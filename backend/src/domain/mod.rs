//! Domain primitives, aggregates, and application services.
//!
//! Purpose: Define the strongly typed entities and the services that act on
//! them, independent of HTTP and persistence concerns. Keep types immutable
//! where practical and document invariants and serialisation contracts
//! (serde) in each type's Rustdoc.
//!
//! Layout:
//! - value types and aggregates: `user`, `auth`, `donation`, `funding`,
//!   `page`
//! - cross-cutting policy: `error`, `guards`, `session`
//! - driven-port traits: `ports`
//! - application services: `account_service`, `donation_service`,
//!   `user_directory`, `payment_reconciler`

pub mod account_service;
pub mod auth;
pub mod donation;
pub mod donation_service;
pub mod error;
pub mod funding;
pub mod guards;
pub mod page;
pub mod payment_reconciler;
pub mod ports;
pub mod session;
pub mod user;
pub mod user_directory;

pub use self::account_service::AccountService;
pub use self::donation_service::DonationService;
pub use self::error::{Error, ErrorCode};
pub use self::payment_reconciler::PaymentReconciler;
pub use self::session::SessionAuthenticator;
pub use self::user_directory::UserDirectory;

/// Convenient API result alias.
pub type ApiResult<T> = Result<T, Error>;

###

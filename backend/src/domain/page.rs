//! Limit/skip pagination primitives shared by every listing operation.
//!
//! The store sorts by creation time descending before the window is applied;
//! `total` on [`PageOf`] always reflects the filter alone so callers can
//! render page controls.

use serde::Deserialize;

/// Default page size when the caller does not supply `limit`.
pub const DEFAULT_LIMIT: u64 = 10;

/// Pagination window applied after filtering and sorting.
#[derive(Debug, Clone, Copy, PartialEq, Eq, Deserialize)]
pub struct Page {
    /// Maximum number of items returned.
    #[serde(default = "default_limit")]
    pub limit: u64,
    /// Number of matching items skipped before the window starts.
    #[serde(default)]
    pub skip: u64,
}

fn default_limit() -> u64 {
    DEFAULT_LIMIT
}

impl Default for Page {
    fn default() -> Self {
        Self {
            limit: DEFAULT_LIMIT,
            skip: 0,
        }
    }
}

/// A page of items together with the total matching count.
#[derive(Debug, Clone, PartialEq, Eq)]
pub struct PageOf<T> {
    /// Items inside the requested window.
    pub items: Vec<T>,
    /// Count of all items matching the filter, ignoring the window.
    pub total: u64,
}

###

> _WHAT YOU ARE ASKED TO DO_:
The lines that contain the word "applied" are wanted; copy each of them from the records.

> _WRITTEN SOLUTION_:
//! The store sorts by creation time descending before the window is applied;
/// Pagination window applied after filtering and sorting.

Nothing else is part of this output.